Please report, as a single number, how many lines in the entries include the string "PRODUCTS".

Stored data
━━━

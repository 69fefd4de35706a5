//! Confidence scores reported alongside an intent.
//!
//! The predictor is a keyword matcher, not a calibrated classifier, so its
//! confidence is banded: a prediction backed by at least one trigger phrase
//! reports [`Confidence::MATCHED`], anything else reports
//! [`Confidence::FALLBACK`].

use serde::{Deserialize, Serialize};
use std::fmt;

/// A confidence score in the range [0.0, 1.0].
#[derive(Debug, Clone, Copy, PartialEq, PartialOrd, Serialize, Deserialize)]
#[serde(transparent)]
pub struct Confidence(pub f64);

impl Confidence {
    /// Reported when the winning intent matched at least one trigger phrase.
    pub const MATCHED: Confidence = Confidence(0.85);

    /// Reported when nothing matched and the fallback intent was chosen.
    pub const FALLBACK: Confidence = Confidence(0.5);

    pub fn new(value: f64) -> Self {
        Confidence(value.clamp(0.0, 1.0))
    }

    /// Band a trigger-phrase match count into a confidence.
    pub fn from_match_count(count: usize) -> Self {
        if count > 0 {
            Self::MATCHED
        } else {
            Self::FALLBACK
        }
    }

    pub fn value(&self) -> f64 {
        self.0
    }
}

impl fmt::Display for Confidence {
    fn fmt(&self, f: &mut fmt::Formatter<'_>) -> fmt::Result {
        write!(f, "{:.2}", self.0)
    }
}

#[cfg(test)]
mod tests {
    use super::*;

    #[test]
    fn new_clamps_into_unit_range() {
        assert_eq!(Confidence::new(1.7), Confidence(1.0));
        assert_eq!(Confidence::new(-0.2), Confidence(0.0));
        assert_eq!(Confidence::new(0.42), Confidence(0.42));
    }

    #[test]
    fn match_count_is_banded() {
        assert_eq!(Confidence::from_match_count(0), Confidence::FALLBACK);
        assert_eq!(Confidence::from_match_count(1), Confidence::MATCHED);
        assert_eq!(Confidence::from_match_count(7), Confidence::MATCHED);
    }
}
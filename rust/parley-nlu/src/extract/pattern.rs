use regex::Regex;

use super::Extractor;
use crate::entity::{EntityKind, EntitySpan};
use crate::error::{NluError, Result};

/// Reports every non-overlapping match of one regular expression.
#[derive(Debug)]
pub struct PatternExtractor {
    kind: EntityKind,
    pattern: Regex,
}

impl PatternExtractor {
    pub fn new(kind: EntityKind, pattern: &str) -> Result<Self> {
        let pattern = Regex::new(pattern).map_err(|source| NluError::InvalidPattern {
            extractor: kind.to_string(),
            source,
        })?;

        Ok(PatternExtractor { kind, pattern })
    }
}

impl Extractor for PatternExtractor {
    fn kind(&self) -> EntityKind {
        self.kind
    }

    fn extract(&self, text: &str) -> Vec<EntitySpan> {
        self.pattern
            .find_iter(text)
            .filter(|found| !found.is_empty())
            .map(|found| EntitySpan::from_bytes(text, found.range(), self.kind))
            .collect()
    }
}
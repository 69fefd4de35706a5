#![cfg(not(target_arch = "wasm32"))]

//! # Parley Server
//!
//! Front ends for the [`parley_nlu`] predictor:
//!
//! - an HTTP/1 service answering `POST /predict` with
//!   `{intent, confidence, entities}` JSON, with permissive CORS for browser
//!   clients;
//! - the `parley` command line tool, which can run that service or predict a
//!   single utterance.
//!
//! ## Usage
//!
//! ```bash
//! parley serve --addr 127.0.0.1:8787
//! curl -s localhost:8787/predict -d '{"text": "Book a table for 3 people tonight"}'
//!
//! parley predict --explain "I want to book flight to Paris tomorrow"
//! ```
//!
//! The listen address can also come from `PARLEY_ADDR`, and the log filter
//! from `RUST_LOG`.

mod config;
pub use config::*;

mod error;
pub use error::*;

mod handler;
pub use handler::*;

mod output;
pub use output::*;

mod server;
pub use server::*;
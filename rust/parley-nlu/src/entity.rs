//! Entity kinds and the spans extractors report.
//!
//! Offsets are code-point indices into the utterance, zero-based and
//! half-open, so `text == utterance.chars().skip(start).take(end - start)`.

use serde::{Deserialize, Serialize};
use std::fmt;
use std::ops::Range;
use std::str::FromStr;

use crate::error::NluError;

/// The closed set of entity categories.
#[derive(Debug, Clone, Copy, PartialEq, Eq, Hash, Serialize, Deserialize)]
#[serde(rename_all = "lowercase")]
pub enum EntityKind {
    Location,
    Date,
    Time,
    Person,
    Organization,
    Product,
    Quantity,
    /// Accepted on the wire but never produced by the built-in extractors.
    Price,
}

impl EntityKind {
    pub const ALL: [EntityKind; 8] = [
        EntityKind::Location,
        EntityKind::Date,
        EntityKind::Time,
        EntityKind::Person,
        EntityKind::Organization,
        EntityKind::Product,
        EntityKind::Quantity,
        EntityKind::Price,
    ];

    pub fn as_str(&self) -> &'static str {
        match self {
            EntityKind::Location => "location",
            EntityKind::Date => "date",
            EntityKind::Time => "time",
            EntityKind::Person => "person",
            EntityKind::Organization => "organization",
            EntityKind::Product => "product",
            EntityKind::Quantity => "quantity",
            EntityKind::Price => "price",
        }
    }

    /// Whether a span of this kind is dropped when an earlier span already
    /// starts at the same offset, even if it ends elsewhere.
    pub fn yields_at_shared_start(&self) -> bool {
        matches!(self, EntityKind::Organization | EntityKind::Product)
    }
}

impl fmt::Display for EntityKind {
    fn fmt(&self, f: &mut fmt::Formatter<'_>) -> fmt::Result {
        f.write_str(self.as_str())
    }
}

impl FromStr for EntityKind {
    type Err = NluError;

    fn from_str(s: &str) -> Result<Self, Self::Err> {
        EntityKind::ALL
            .into_iter()
            .find(|kind| kind.as_str() == s)
            .ok_or_else(|| NluError::UnknownEntityKind(s.to_string()))
    }
}

/// A typed substring of the utterance.
#[derive(Debug, Clone, PartialEq, Eq, Serialize, Deserialize)]
pub struct EntitySpan {
    /// The covered substring, in its original casing.
    pub text: String,
    #[serde(rename = "type")]
    pub kind: EntityKind,
    /// Code-point offset of the first character.
    pub start: usize,
    /// Code-point offset one past the last character.
    pub end: usize,
}

impl EntitySpan {
    /// Build a span from a byte range of `utterance`.
    ///
    /// `bytes` must lie on character boundaries, which holds for any range
    /// reported by a `regex` match.
    pub fn from_bytes(utterance: &str, bytes: Range<usize>, kind: EntityKind) -> Self {
        let start = utterance[..bytes.start].chars().count();
        let text = utterance[bytes].to_string();
        let end = start + text.chars().count();

        EntitySpan {
            text,
            kind,
            start,
            end,
        }
    }

    /// The `(start, end)` pair used to detect duplicates.
    pub fn offsets(&self) -> (usize, usize) {
        (self.start, self.end)
    }

    pub fn len(&self) -> usize {
        self.end - self.start
    }

    pub fn is_empty(&self) -> bool {
        self.start == self.end
    }
}

impl fmt::Display for EntitySpan {
    fn fmt(&self, f: &mut fmt::Formatter<'_>) -> fmt::Result {
        write!(
            f,
            "{}[{}..{}] \"{}\"",
            self.kind, self.start, self.end, self.text
        )
    }
}
use std::sync::Arc;

use anyhow::Result;
use clap::Parser;
use parley_nlu::Predictor;
use parley_server::{Command, ParleyCli, ServerHandle, write_prediction};
use tracing::info;
use tracing_subscriber::EnvFilter;

#[tokio::main]
pub async fn main() -> Result<()> {
    let cli = ParleyCli::parse();

    tracing_subscriber::fmt()
        .with_env_filter(EnvFilter::try_new(&cli.log)?)
        .with_writer(std::io::stderr)
        .with_target(false)
        .compact()
        .init();

    let predictor = Predictor::new()?;

    match cli.command {
        Command::Serve(config) => {
            let server = ServerHandle::start(&config, Arc::new(predictor)).await?;
            tokio::signal::ctrl_c().await?;
            info!("shutting down");
            server.stop().await;
        }
        Command::Predict(args) => {
            write_prediction(&predictor, &args, &mut std::io::stdout().lock())?;
        }
    }

    Ok(())
}
//! Entity extractors.
//!
//! Each extractor is an independent, pure function from utterance text to
//! candidate spans of one [`EntityKind`]. Two flavours exist:
//!
//! - [`LexiconExtractor`]: a fixed list of literal phrases, each reported at
//!   its first case-insensitive occurrence.
//! - [`PatternExtractor`]: one regular expression, reported at every
//!   non-overlapping match.
//!
//! Extractors never look at each other's output. Duplicate and same-offset
//! suppression happens afterwards in [`crate::reconcile`], which relies on the
//! declared order of [`default_extractors`] to decide which candidate wins.

mod lexicon;
pub use lexicon::*;

mod pattern;
pub use pattern::*;

use std::fmt::Debug;

use crate::entity::{EntityKind, EntitySpan};
use crate::error::Result;

/// Something that finds candidate spans of a single kind in an utterance.
pub trait Extractor: Debug + Send + Sync {
    /// The kind every emitted span carries.
    fn kind(&self) -> EntityKind;

    /// Find candidate spans in `text`, reported against `text` itself.
    fn extract(&self, text: &str) -> Vec<EntitySpan>;
}

/// Place names and generic location terms.
pub const LOCATIONS: &[&str] = &[
    "new york",
    "london",
    "paris",
    "tokyo",
    "delhi",
    "mumbai",
    "bangalore",
    "chennai",
    "downtown",
    "mt",
    "montana",
    "california",
    "texas",
    "florida",
    "boston",
    "chicago",
    "seattle",
    "san francisco",
    "los angeles",
    "miami",
    "atlanta",
];

/// Cuisine and food terms.
pub const PRODUCTS: &[&str] = &[
    "churrascaria",
    "pizza",
    "burger",
    "sushi",
    "italian",
    "chinese",
    "mexican",
    "thai",
];

/// Relative days, weekdays and month names (full and abbreviated) optionally
/// followed by a day number and year, slash-delimited numeric dates, or bare
/// four-digit years.
pub const DATE_PATTERN: &str = concat!(
    r"(?i)\b(?:",
    r"(?:today|tomorrow|yesterday",
    r"|monday|tuesday|wednesday|thursday|friday|saturday|sunday",
    r"|january|february|march|april|may|june|july|august|september|october|november|december",
    r"|jan|feb|mar|apr|jun|jul|aug|sep|oct|nov|dec)",
    r"(?:\s+\d{1,2}(?:,?\s+\d{2,4})?)?\b",
    r"|\d{1,2}/\d{1,2}/\d{2,4}\b",
    r"|\d{4}\b",
    r")"
);

/// `H:MM` with an optional meridiem, or a bare hour with one.
pub const TIME_PATTERN: &str =
    r"(?i)\b(?:\d{1,2}:\d{2}(?:\s?(?:am|pm))?|\d{1,2}\s?(?:am|pm))\b";

/// A cardinal (digits or one..ten) immediately followed by a unit word.
pub const QUANTITY_PATTERN: &str = concat!(
    r"(?i)\b(?:one|two|three|four|five|six|seven|eight|nine|ten|\d+)",
    r"\s+(?:people|person|tickets?|rooms?|nights?|days?|guests?)\b"
);

/// Two consecutive capitalized words.
pub const PERSON_PATTERN: &str = r"\b[A-Z][a-z]+\s+[A-Z][a-z]+\b";

/// A double-quoted phrase, a single-quoted phrase, or three or more
/// consecutive capitalized words. Quoted phrases keep their quotes, so a
/// person named inside them starts one character later and both survive.
pub const ORGANIZATION_PATTERN: &str =
    r#""[^"]+"|'[^']+'|\b[A-Z][a-z]+(?:\s+[A-Z][a-z]+){2,}\b"#;

/// Build the built-in extractors in their declared order: location, date,
/// time, quantity, person, organization, product.
pub fn default_extractors() -> Result<Vec<Box<dyn Extractor>>> {
    Ok(vec![
        Box::new(LexiconExtractor::new(EntityKind::Location, LOCATIONS)),
        Box::new(PatternExtractor::new(EntityKind::Date, DATE_PATTERN)?),
        Box::new(PatternExtractor::new(EntityKind::Time, TIME_PATTERN)?),
        Box::new(PatternExtractor::new(EntityKind::Quantity, QUANTITY_PATTERN)?),
        Box::new(PatternExtractor::new(EntityKind::Person, PERSON_PATTERN)?),
        Box::new(PatternExtractor::new(EntityKind::Organization, ORGANIZATION_PATTERN)?),
        Box::new(LexiconExtractor::new(EntityKind::Product, PRODUCTS)),
    ])
}

#[cfg(test)]
mod tests {
    use super::*;
    use pretty_assertions::assert_eq;

    fn extract(kind: EntityKind, text: &str) -> Vec<EntitySpan> {
        default_extractors()
            .unwrap()
            .into_iter()
            .find(|e| e.kind() == kind)
            .unwrap()
            .extract(text)
    }

    fn texts(spans: &[EntitySpan]) -> Vec<&str> {
        spans.iter().map(|s| s.text.as_str()).collect()
    }

    #[test]
    fn declared_order_is_fixed() {
        let kinds: Vec<_> = default_extractors()
            .unwrap()
            .iter()
            .map(|e| e.kind())
            .collect();
        assert_eq!(
            kinds,
            vec![
                EntityKind::Location,
                EntityKind::Date,
                EntityKind::Time,
                EntityKind::Quantity,
                EntityKind::Person,
                EntityKind::Organization,
                EntityKind::Product,
            ]
        );
    }

    #[test]
    fn dates_cover_names_numbers_and_years() {
        let spans = extract(
            EntityKind::Date,
            "Leaving tomorrow, back on March 5, 2025 or 12/24/25 or sometime in 2026",
        );
        assert_eq!(
            texts(&spans),
            vec!["tomorrow", "March 5, 2025", "12/24/25", "2026"]
        );
    }

    #[test]
    fn date_names_need_a_word_boundary() {
        assert!(extract(EntityKind::Date, "the mayor marched on").is_empty());
    }

    #[test]
    fn times_with_and_without_minutes() {
        let spans = extract(EntityKind::Time, "Dinner at 7pm or 8:30 PM, not 9:15 later");
        assert_eq!(texts(&spans), vec!["7pm", "8:30 PM", "9:15"]);
    }

    #[test]
    fn quantities_take_digits_and_words() {
        let spans = extract(EntityKind::Quantity, "Two rooms for 3 nights and ten Guests");
        assert_eq!(texts(&spans), vec!["Two rooms", "3 nights", "ten Guests"]);
    }

    #[test]
    fn persons_are_capitalized_pairs() {
        let spans = extract(EntityKind::Person, "ask John Smith and mary jones");
        assert_eq!(texts(&spans), vec!["John Smith"]);
        assert_eq!(spans[0].offsets(), (4, 14));
    }

    #[test]
    fn organizations_keep_their_quotes() {
        let text = r#"Play "Morning Jazz" by 'Blue Note' at Grand Central Terminal"#;
        let spans = extract(EntityKind::Organization, text);
        assert_eq!(
            texts(&spans),
            vec![r#""Morning Jazz""#, "'Blue Note'", "Grand Central Terminal"]
        );
        assert_eq!(spans[0].offsets(), (5, 19));

        let chars: Vec<char> = text.chars().collect();
        for span in &spans {
            let slice: String = chars[span.start..span.end].iter().collect();
            assert_eq!(slice, span.text);
        }
    }

    #[test]
    fn lexicon_keeps_source_casing() {
        let spans = extract(EntityKind::Location, "Flights from NEW YORK to Paris");
        assert_eq!(texts(&spans), vec!["NEW YORK", "Paris"]);
    }

    #[test]
    fn lexicon_reports_first_occurrence_only() {
        let spans = extract(EntityKind::Product, "pizza then more pizza");
        assert_eq!(spans.len(), 1);
        assert_eq!(spans[0].offsets(), (0, 5));
    }
}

━━━

The completed task: 2